28 – 1 – 1946 – Saída às 4 e 45 hs., vento ESE, a princípio fresco, depois enfraquecendo, barômetro 756, tempo bom, algo nublado. Encontro com “Silvina” às 06 e 30 hs. Farolete Estreito às 11 e 30 hs., vento bom, rondando para leste. Na pescaria “a la indiana”, perdemos o croque e há complicadas manobras para reavê-lo. Batemos algumas vezes no fundo, também encalhamos seriamente. Finalmente seguimos em águas mais decentes e às 16 hs. temos Rio Grande bem próximo, a vista. Paramos em frente a São José do Norte, para esperar por “Atlantis”, que chega pouco depois. Estamos às 19 hs., onde, com grande pesar, metemos a navalha em nossas barbas de vários dias.
ESTADIA NO RIO GRANDE
Passeios, compras, cassinos, visitas ao Capitão do Pôrto, jantar oferecido pelo Rio Grande Yacht Club, visita aos nossos barcos por Mr. Wigg, Hannes, Altmayer [Dr. João Hugo Altmayer, na ocasião era o comodoro do R.G.Y.C.]e outras figuras simpáticas; todos fuçaram muito bem impressionados e animados com as “finas” bebidas que oferecemos.
31 – 1 – 1946 – Preparamo-nos para a saída. Antes vamos até o “Silvina” entregar as fotos que fizemos dele na Lagoa (deve ser um lanchão ou hiate). Largamos às 7 e 20 hs., depois do “Atlantis”. Ao bordejar pelo Pôrto Velho com fortíssimo leste, acontece o 1º incidente:- a chícara do Jorge, ainda com café, derrama sobre o colchão, por castigo sôbre o dêle mesmo. “Atlantis” segue na nossa frente e toma rumo pelo Pôrto Novo. Nós cortamos e já pelas 8 horas e pouco São José do Norte fica pela pôpa. O 2º incidente:- o capitão pergunta de que lado devemos deixar as bóias vermelhas. Seguimos com vento à feição, marcha vertiginosa.

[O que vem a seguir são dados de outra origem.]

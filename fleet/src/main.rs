//! Multi-agent coding tournament CLI.
//!
//! `fleet plan` asks the model for an evaluation plan; `fleet run` plans (or
//! loads a reviewed plan), runs every approach in its own worktree, ranks the
//! results, and optionally publishes the winner as a pull request.

use std::io::{BufRead, Write};
use std::path::{Path, PathBuf};
use std::sync::Arc;
use std::time::Duration;

use anyhow::{Context, Result, bail};
use clap::{Args, Parser, Subcommand};
use fleet::agent::AgentServices;
use fleet::console::ConsoleObserver;
use fleet::core::types::{Iteration, RunMode};
use fleet::exit_codes;
use fleet::io::artifacts::{save_winner, write_tournament_summary};
use fleet::io::config::{DEFAULT_CONFIG_FILE, FleetConfig, Settings, load_config, write_config};
use fleet::io::evaluator::ProcessEvaluator;
use fleet::io::generator::{AnthropicGenerator, GenerationLimits};
use fleet::io::git::{GitGateway, PullRequestOutcome, resolve_repo};
use fleet::io::parser::FencedResponseParser;
use fleet::io::plan_store::{load_plan, save_plan};
use fleet::io::prompt::PromptEngine;
use fleet::logging;
use fleet::planner::generate_plan;
use fleet::publish::publish_winner;
use fleet::report::{render_plan, render_progress, render_results};
use fleet::tournament::{Tournament, TournamentRequest};

#[derive(Parser)]
#[command(
    name = "fleet",
    version,
    about = "Run competing agent approaches against one evaluator"
)]
struct Cli {
    #[command(subcommand)]
    command: Command,
}

#[derive(Subcommand)]
enum Command {
    /// Write a default config file.
    Init {
        /// Overwrite an existing file.
        #[arg(short, long)]
        force: bool,
        #[arg(long, default_value = DEFAULT_CONFIG_FILE)]
        config: PathBuf,
    },
    /// Generate an evaluation plan and save it for review.
    Plan {
        #[command(flatten)]
        common: CommonArgs,
        /// Where to write the plan.
        #[arg(long, default_value = "plan.json")]
        out: PathBuf,
    },
    /// Run a tournament and rank the approaches.
    Run(RunArgs),
}

#[derive(Args)]
struct CommonArgs {
    /// Programming task description.
    task: String,
    /// Approaches to compare.
    #[arg(required = true, num_args = 1..)]
    approaches: Vec<String>,
    /// Config file; defaults apply when it does not exist.
    #[arg(long, default_value = DEFAULT_CONFIG_FILE)]
    config: PathBuf,
}

#[derive(Args)]
struct RunArgs {
    #[command(flatten)]
    common: CommonArgs,
    /// Local repository path or git URL the agents branch from.
    #[arg(long)]
    repo: String,
    /// Use a saved plan instead of generating one.
    #[arg(long)]
    plan: Option<PathBuf>,
    /// Pause at blocking decisions.
    #[arg(long)]
    interactive: bool,
    /// Skip the plan confirmation.
    #[arg(long)]
    yes: bool,
    /// Iteration budget per agent.
    #[arg(long = "max-iter")]
    max_iter: Option<u32>,
    /// Parent directory for agent workspaces.
    #[arg(long = "work-dir")]
    work_dir: Option<PathBuf>,
    /// Where to save the winner's code.
    #[arg(long, default_value = "winner.py")]
    output: PathBuf,
    /// Push the winner's branch and open a pull request.
    #[arg(long)]
    publish: bool,
    /// Base branch for the pull request.
    #[arg(long, default_value = "main")]
    base: String,
}

fn main() {
    logging::init();
    let cli = Cli::parse();
    let code = match run(cli) {
        Ok(code) => code,
        Err(err) => {
            eprintln!("{:#}", err);
            exit_codes::ERROR
        }
    };
    std::process::exit(code);
}

fn run(cli: Cli) -> Result<i32> {
    let runtime = tokio::runtime::Builder::new_current_thread()
        .enable_all()
        .build()
        .context("start async runtime")?;
    let outcome = runtime.block_on(async {
        tokio::select! {
            result = dispatch(cli.command) => result,
            _ = tokio::signal::ctrl_c() => {
                eprintln!("\nInterrupted by user");
                Ok(exit_codes::INTERRUPTED)
            }
        }
    });
    // A prompt may still be blocked reading stdin; do not wait for it.
    runtime.shutdown_background();
    outcome
}

async fn dispatch(command: Command) -> Result<i32> {
    match command {
        Command::Init { force, config } => cmd_init(&config, force),
        Command::Plan { common, out } => cmd_plan(common, &out).await,
        Command::Run(args) => cmd_run(args).await,
    }
}

fn cmd_init(path: &Path, force: bool) -> Result<i32> {
    if path.exists() && !force {
        bail!("{} already exists (use --force to overwrite)", path.display());
    }
    write_config(path, &FleetConfig::default())?;
    println!("Wrote {}", path.display());
    Ok(exit_codes::OK)
}

/// Load config, check the approach count, and resolve environment overrides.
fn prepare(common: &CommonArgs) -> Result<Settings> {
    let config = load_config(&common.config)?;
    let (min, max) = (
        config.tournament.min_approaches,
        config.tournament.max_approaches,
    );
    let count = common.approaches.len();
    if count < min {
        bail!("tournament requires at least {min} approaches, got {count}");
    }
    if count > max {
        bail!("tournament supports at most {max} approaches, got {count}");
    }
    Settings::resolve(config, |key| std::env::var(key).ok())
}

fn build_services(settings: &Settings) -> Result<AgentServices> {
    let config = &settings.config;
    let credentials = settings.require_credentials()?.clone();
    let generator = AnthropicGenerator::new(&config.generator, credentials)?;
    Ok(AgentServices {
        generator: Arc::new(generator),
        parser: Arc::new(FencedResponseParser::new(config.evaluator.language.clone())),
        evaluator: Arc::new(ProcessEvaluator::new(&config.evaluator)),
        vcs: Arc::new(GitGateway::default()),
        prompts: Arc::new(PromptEngine::new()),
        limits: GenerationLimits::from(&config.generator),
        language: config.evaluator.language.clone(),
    })
}

async fn cmd_plan(common: CommonArgs, out: &Path) -> Result<i32> {
    let settings = prepare(&common)?;
    let services = build_services(&settings)?;
    eprintln!("Generating evaluation plan...");
    let plan = generate_plan(
        services.generator.as_ref(),
        services.limits,
        &services.prompts,
        &common.task,
        &common.approaches,
    )
    .await?;
    println!("{}", render_plan(&plan));
    save_plan(out, &plan)?;
    println!("Plan written to {}", out.display());
    Ok(exit_codes::OK)
}

async fn cmd_run(args: RunArgs) -> Result<i32> {
    let settings = prepare(&args.common)?;
    let services = build_services(&settings)?;
    let tournament_config = &settings.config.tournament;
    let work_base = args
        .work_dir
        .clone()
        .unwrap_or_else(|| tournament_config.work_dir.clone());
    let source_repo = resolve_repo(&args.repo, &work_base).await?;

    let plan = match &args.plan {
        Some(path) => load_plan(path)?,
        None => {
            eprintln!("Generating evaluation plan...");
            generate_plan(
                services.generator.as_ref(),
                services.limits,
                &services.prompts,
                &args.common.task,
                &args.common.approaches,
            )
            .await?
        }
    };
    println!("{}", render_plan(&plan));
    if !args.yes && !confirm("Proceed with this plan? [Y/n] ").await? {
        println!("Tournament cancelled");
        return Ok(exit_codes::OK);
    }

    let mode = if args.interactive {
        RunMode::Interactive
    } else {
        RunMode::Speculative
    };
    let mut tournament = Tournament::new(services.clone()).with_progress(Arc::new(
        |approach: &str, iteration: &Iteration| {
            println!("{}", render_progress(approach, iteration));
        },
    ));
    if mode == RunMode::Interactive {
        tournament = tournament.with_observer(Arc::new(ConsoleObserver::new()));
    }
    let request = TournamentRequest {
        approaches: args.common.approaches.clone(),
        max_iterations: args.max_iter.unwrap_or(tournament_config.max_iterations),
        mode,
        work_base: work_base.clone(),
        source_repo,
        deadline: tournament_config.deadline_secs.map(Duration::from_secs),
    };
    println!("Starting tournament ({mode} mode)...");
    let result = tournament.run(Arc::new(plan), request).await?;

    println!("\n{}", render_results(&result));
    let summary = write_tournament_summary(&work_base, &result)?;
    println!("Summary written to {}", summary.display());

    let Some(winner) = result.winner() else {
        return Ok(exit_codes::OK);
    };
    if !winner.final_code.is_empty() {
        save_winner(&args.output, winner)?;
        println!("Winner's code saved to {}", args.output.display());
    }
    if args.publish {
        let outcome = publish_winner(
            services.vcs.as_ref(),
            winner,
            result.plan(),
            &args.base,
            &work_base,
        )
        .await?;
        match outcome {
            PullRequestOutcome::Created { url } => println!("Pull request: {url}"),
            PullRequestOutcome::Manual { instructions } => println!("{instructions}"),
        }
    }
    Ok(exit_codes::OK)
}

/// Yes/no question on the terminal; empty input means yes.
async fn confirm(question: &'static str) -> Result<bool> {
    let answer = tokio::task::spawn_blocking(move || -> std::io::Result<String> {
        let mut stdout = std::io::stdout().lock();
        stdout.write_all(question.as_bytes())?;
        stdout.flush()?;
        let mut line = String::new();
        std::io::stdin().lock().read_line(&mut line)?;
        Ok(line)
    })
    .await
    .context("prompt task failed")?
    .context("read answer")?;
    let answer = answer.trim().to_ascii_lowercase();
    Ok(answer.is_empty() || answer == "y" || answer == "yes")
}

[Jorge Gross ao leme, demonstrando a satisfação que uma boa timoneada dá ao velejador; já o rosto do comandante Erwin Bier demonstra uma certa preocupação, coisa de dono de barco, sempre preocupado com coisas materiais, eventuais quebras, etc... ]

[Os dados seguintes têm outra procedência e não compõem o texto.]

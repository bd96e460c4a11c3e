//! Prompt rendering for the planner, the agents, and decision extraction.

use anyhow::Result;
use minijinja::{Environment, context};

const AGENT_TEMPLATE: &str = include_str!("prompts/agent.md");
const DECISIONS_TEMPLATE: &str = include_str!("prompts/decisions.md");
const PLANNER_TEMPLATE: &str = include_str!("prompts/planner.md");

/// Everything an agent prompt shows for one iteration.
#[derive(Debug, Clone)]
pub struct AgentPromptInputs<'a> {
    pub approach: &'a str,
    pub resolved_task: &'a str,
    pub interface_contract: &'a str,
    pub eval_script: &'a str,
    pub iteration: u32,
    pub max_iterations: u32,
    pub previous_status: &'a str,
    /// Failure summary from the previous iteration; empty on the first.
    pub failure: &'a str,
    /// Fence tag the candidate must be returned in.
    pub language: &'a str,
}

/// Template engine wrapper around minijinja.
pub struct PromptEngine {
    env: Environment<'static>,
}

impl Default for PromptEngine {
    fn default() -> Self {
        Self::new()
    }
}

impl PromptEngine {
    pub fn new() -> Self {
        let mut env = Environment::new();
        env.add_template("agent", AGENT_TEMPLATE)
            .expect("agent template should be valid");
        env.add_template("decisions", DECISIONS_TEMPLATE)
            .expect("decisions template should be valid");
        env.add_template("planner", PLANNER_TEMPLATE)
            .expect("planner template should be valid");
        Self { env }
    }

    pub fn render_agent(&self, input: &AgentPromptInputs<'_>) -> Result<String> {
        let template = self.env.get_template("agent")?;
        let rendered = template.render(context! {
            approach => input.approach,
            resolved_task => input.resolved_task.trim(),
            interface_contract => input.interface_contract.trim(),
            eval_script => input.eval_script.trim_end(),
            iteration => input.iteration,
            max_iterations => input.max_iterations,
            previous_status => input.previous_status,
            failure => (!input.failure.trim().is_empty()).then(|| input.failure.trim()),
            language => input.language,
        })?;
        Ok(rendered)
    }

    pub fn render_decisions(&self, output: &str) -> Result<String> {
        let template = self.env.get_template("decisions")?;
        Ok(template.render(context! { output => output.trim() })?)
    }

    pub fn render_planner(&self, task: &str, approaches: &[String]) -> Result<String> {
        let template = self.env.get_template("planner")?;
        Ok(template.render(context! { task => task.trim(), approaches => approaches })?)
    }
}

“Atlantis” não está à vista. Mais um incidente:- o capitão vivia garganteando por não ter encalhado nenhuma vez quando no leme, lá pela zona da ilha Saragonha e Estreito. Não levava ele em conta que, nas horas em que lhe tocava o leme, sempre havia água suficiente. Pois hoje ele conseguiu encalhar dentro do pôrto. Viva ele! – não deixa de ser uma boa alma e muito aproveitável para lavagem do convés. Às 11 e 45 hs. já estamos em frente ao canal de Pelotas. Há pouco tomamos um rizo. Com aproximadamente 143 bordejos alcançamos, mais ou menos, às 16 hs. 2 minutos e 32 ½ segundos, a ilha Holandesa. O “Atlantis” nos alcançou várias vezes durante o percurso, o que nos causou grande consternação. Consolamo-nos com a explicação do milagre: - uma leve fumacinha no cano de escape do motor.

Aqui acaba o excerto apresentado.